When you think of "political" artists, folk troubadours like Steve Earle or sloganeering punk rockers like Anti-Flag most often come to mind. Indie-rock icons Death Cab for Cutie don't fit either of those molds, but over the past decade the group has become increasingly politically active. Death Cab toured alongside Pearl Jam and Tim Robbins on 2004's Vote for Change tour. More recently, frontman Ben Gibbard and guitarist and multi-instrumentalist Chris Walla performed at the Democratic National Convention, and the group is currently participating in the Ultimate College Bowl, a contest that rewards the university registering the most voters with a free Death Cab concert.
Back in 2004, Gibbard says he felt "the world was going to end" when George W. Bush was re-elected. Today he's cautiously optimistic as he continues mixing music performances with political rallies. "I don't want to start getting this cocky attitude about how Barack Obama is a lock," he says, "but even people who voted for Bush four years ago are starting to realize what a horrible job that administration did for our country."
This election, Walla spent his time at the convention meeting with senators and lobbyists and tirelessly reporting from Denver for RollingStone.com. In Colorado, the band's apocalyptic feelings subsided substantially. "There was definitely a palpable spirit of optimism," Gibbard says.

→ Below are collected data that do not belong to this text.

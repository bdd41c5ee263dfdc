//! Container monitor daemon
//!
//! Wires the monitoring pipelines to Docker and SQLite and serves the HTTP API.

pub mod api;
pub mod config;
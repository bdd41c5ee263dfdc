pub mod logs;
pub mod stats;
pub mod status;

use anyhow::{Context, Result};
use chrono::{DateTime, SecondsFormat, Utc};

/// Filters shared by the stats and logs queries
#[derive(Debug, Clone, Default)]
pub struct QueryFilter {
    pub id: Option<String>,
    pub name: Option<String>,
    pub since: Option<String>,
    pub limit: usize,
    pub desc: bool,
}

impl QueryFilter {
    /// Query pairs understood by the daemon, relative to `now`
    pub fn to_query(&self, now: DateTime<Utc>) -> Result<Vec<(&'static str, String)>> {
        let mut query = Vec::new();
        if let Some(id) = &self.id {
            query.push(("workload_id", id.clone()));
        }
        if let Some(name) = &self.name {
            query.push(("workload_name", name.clone()));
        }
        if let Some(since) = &self.since {
            query.push(("from", since_to_rfc3339(since, now)?));
        }
        if self.limit > 0 {
            query.push(("limit", self.limit.to_string()));
        }
        if self.desc {
            query.push(("desc", "true".to_string()));
        }
        Ok(query)
    }
}

/// Start of a `--since` window ending at `now`, as RFC 3339
pub fn since_to_rfc3339(since: &str, now: DateTime<Utc>) -> Result<String> {
    let window = humantime::parse_duration(since)
        .with_context(|| format!("Invalid --since value '{}'", since))?;
    let window = chrono::Duration::from_std(window).context("--since is too large")?;
    let from = now
        .checked_sub_signed(window)
        .context("--since is too large")?;
    Ok(from.to_rfc3339_opts(SecondsFormat::Secs, true))
}

/// RFC 3339 timestamp as `YYYY-MM-DD HH:MM:SS` UTC
pub fn format_timestamp(timestamp: &str) -> String {
    DateTime::parse_from_rfc3339(timestamp)
        .map(|dt| dt.with_timezone(&Utc).format("%Y-%m-%d %H:%M:%S").to_string())
        .unwrap_or_else(|_| timestamp.to_string())
}
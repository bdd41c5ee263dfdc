//! Log record queries

use anyhow::Result;
use tabled::Tabled;

use super::{format_timestamp, QueryFilter};
use crate::client::{ApiClient, LogLine};
use crate::output::{color_level, print_rows, short_id, truncate, OutputFormat};

const MESSAGE_WIDTH: usize = 80;

#[derive(Tabled)]
struct LogRow {
    #[tabled(rename = "Timestamp")]
    timestamp: String,
    #[tabled(rename = "Container")]
    id: String,
    #[tabled(rename = "Name")]
    name: String,
    #[tabled(rename = "Stream")]
    source: String,
    #[tabled(rename = "Level")]
    level: String,
    #[tabled(rename = "Message")]
    message: String,
}

impl From<&LogLine> for LogRow {
    fn from(line: &LogLine) -> Self {
        Self {
            timestamp: format_timestamp(&line.timestamp),
            id: short_id(&line.workload_id),
            name: line.workload_name.clone(),
            source: line.source.clone(),
            level: color_level(line.level.as_deref()),
            message: truncate(&line.message, MESSAGE_WIDTH),
        }
    }
}

/// Log-only filters on top of the shared ones
#[derive(Debug, Clone, Default)]
pub struct LogFilter {
    pub level: Option<String>,
    pub source: Option<String>,
    pub contains: Option<String>,
}

/// List stored log records
pub async fn list_logs(
    client: &ApiClient,
    filter: QueryFilter,
    log_filter: LogFilter,
    format: OutputFormat,
) -> Result<()> {
    let mut query = filter.to_query(chrono::Utc::now())?;
    if let Some(level) = log_filter.level {
        query.push(("level", level.to_lowercase()));
    }
    if let Some(source) = log_filter.source {
        query.push(("source", source.to_lowercase()));
    }
    if let Some(contains) = log_filter.contains {
        query.push(("contains", contains));
    }

    let lines: Vec<LogLine> = client.get("api/v1/logs", &query).await?;

    print_rows(&lines, format, "No log records found", |l| LogRow::from(l))
}
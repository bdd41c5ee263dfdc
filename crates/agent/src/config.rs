//! Daemon configuration
//!
//! Loaded from an optional file (`CMON_CONFIG`, default
//! `container-monitor.toml`) overlaid by `CMON_*` environment variables,
//! using `__` between nested keys: `CMON_MONITOR__STATS__INTERVAL=30s`.

use anyhow::{Context, Result};
use monitor_lib::MonitorConfig;
use serde::Deserialize;
use std::path::PathBuf;

pub const CONFIG_PATH_ENV: &str = "CMON_CONFIG";
const DEFAULT_CONFIG_FILE: &str = "container-monitor.toml";

/// Daemon configuration
#[derive(Debug, Clone, Deserialize)]
pub struct AgentConfig {
    /// Default tracing filter when `RUST_LOG` is unset
    #[serde(default = "default_log_level")]
    pub log_level: String,

    /// Port for the health, metrics and query API
    #[serde(default = "default_api_port")]
    pub api_port: u16,

    #[serde(default)]
    pub storage: StorageConfig,

    #[serde(default)]
    pub monitor: MonitorConfig,
}

#[derive(Debug, Clone, Deserialize)]
pub struct StorageConfig {
    /// SQLite database file
    #[serde(default = "default_storage_path")]
    pub path: PathBuf,
}

impl Default for StorageConfig {
    fn default() -> Self {
        Self {
            path: default_storage_path(),
        }
    }
}

fn default_log_level() -> String {
    "info".to_string()
}

fn default_api_port() -> u16 {
    9464
}

fn default_storage_path() -> PathBuf {
    PathBuf::from("container-monitor.db")
}

impl AgentConfig {
    /// Load from the file named by `CMON_CONFIG` and the environment
    pub fn load() -> Result<Self> {
        let path = std::env::var(CONFIG_PATH_ENV).unwrap_or_else(|_| DEFAULT_CONFIG_FILE.into());
        Self::load_from(&path)
    }

    /// Load from `path` (which may be missing) and the environment
    pub fn load_from(path: &str) -> Result<Self> {
        let settings = config::Config::builder()
            .add_source(config::File::with_name(path).required(false))
            .add_source(
                config::Environment::with_prefix("CMON")
                    .prefix_separator("_")
                    .separator("__")
                    .try_parsing(true),
            )
            .build()
            .with_context(|| format!("failed to read configuration from {path}"))?;

        let mut loaded: AgentConfig = settings
            .try_deserialize()
            .context("invalid configuration")?;
        loaded.monitor = loaded.monitor.with_defaults();
        loaded
            .monitor
            .validate()
            .context("invalid monitor configuration")?;
        Ok(loaded)
    }
}

#[cfg(test)]
mod tests {
    use super::*;
    use std::io::Write;
    use std::time::Duration;

    #[test]
    fn test_missing_file_uses_defaults() {
        let dir = tempfile::tempdir().unwrap();
        let path = dir.path().join("absent.toml");
        let cfg = AgentConfig::load_from(path.to_str().unwrap()).unwrap();

        assert_eq!(cfg.log_level, "info");
        assert_eq!(cfg.api_port, 9464);
        assert_eq!(cfg.storage.path, PathBuf::from("container-monitor.db"));
        assert_eq!(cfg.monitor.stats.interval, Duration::from_secs(10));
        assert!(cfg.monitor.retention.enabled);
    }

    #[test]
    fn test_file_values_and_env_override() {
        let mut file = tempfile::Builder::new().suffix(".toml").tempfile().unwrap();
        writeln!(
            file,
            r#"
api_port = 9999

[storage]
path = "/var/lib/cmon/monitor.db"

[monitor.stats]
interval = "30s"

[monitor.logs]
enabled = false

[monitor.retention.logs]
keep_all = "1d"
keep_important_until = "2d"
keep_levels = ["error"]
"#
        )
        .unwrap();

        std::env::set_var("CMON_MONITOR__RETENTION__WORKERS", "3");
        let cfg = AgentConfig::load_from(file.path().to_str().unwrap()).unwrap();
        std::env::remove_var("CMON_MONITOR__RETENTION__WORKERS");

        assert_eq!(cfg.api_port, 9999);
        assert_eq!(cfg.storage.path, PathBuf::from("/var/lib/cmon/monitor.db"));
        assert_eq!(cfg.monitor.stats.interval, Duration::from_secs(30));
        assert!(!cfg.monitor.logs.enabled);
        assert_eq!(cfg.monitor.retention.workers, 3);
        assert_eq!(
            cfg.monitor.retention.logs.keep_important_until,
            Duration::from_secs(2 * 86_400)
        );
        assert_eq!(
            cfg.monitor.retention.logs.keep_levels,
            vec![monitor_lib::LogLevel::Error]
        );
    }

    #[test]
    fn test_inverted_retention_is_rejected() {
        let mut file = tempfile::Builder::new().suffix(".toml").tempfile().unwrap();
        writeln!(
            file,
            "[monitor.retention.stats]\nkeep_all = \"7d\"\nkeep_anomaly_until = \"1d\""
        )
        .unwrap();

        let err = AgentConfig::load_from(file.path().to_str().unwrap()).unwrap_err();
        assert!(format!("{err:#}").contains("keep_anomaly_until"));
    }
}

No matter his political beliefs, though, Gibbard doesn't want Death Cab's involvement in Democratic efforts to overshadow the music. He'll speak out about the election in interviews, but he doesn't feel comfortable asserting those same strong feelings in his songwriting. "I feel like one needs to have a history of writing a particular kind of song," he says. "I'm best at analyzing and writing about human relations. Even if I were to write a great political song, I don't think it would necessarily sit very well within [Death Cab's] collection at this point."
Political issues aren't the only causes embraced by the band. Death Cab will perform on the Saturday date of the upcoming Bridge School Benefit organized by Neil and Pegi Young. Now in its 22nd year, the weekend festival is a fund-raiser for the Hillsborough school for special-needs children. The event has also become a mixer for some of the biggest names in the music business. This year boasts headliners Wilco, Cat Power, and Jack Johnson, among others. Death Cab performed at the 2006 concert, when Gibbard had the opportunity to rub shoulders with a couple of his idols. "By the second day I was saying hi to Brian Wilson," he says, "and I somehow had the balls to ask Neil Young onstage to play a Graham Nash cover."
So many social causes could use a musician's support that even a minimal commitment to activism eats into a band's downtime. But Gibbard doesn't seem to mind. "You can always do more," he says, "but at least we're doing something." He adds that although Death Cab isn't leading by example "by any stretch of the imagination," being a spokesman for change has its rewards: "In finding something we can do that directly relates to our line of work, I'll feel good regardless of the outcome."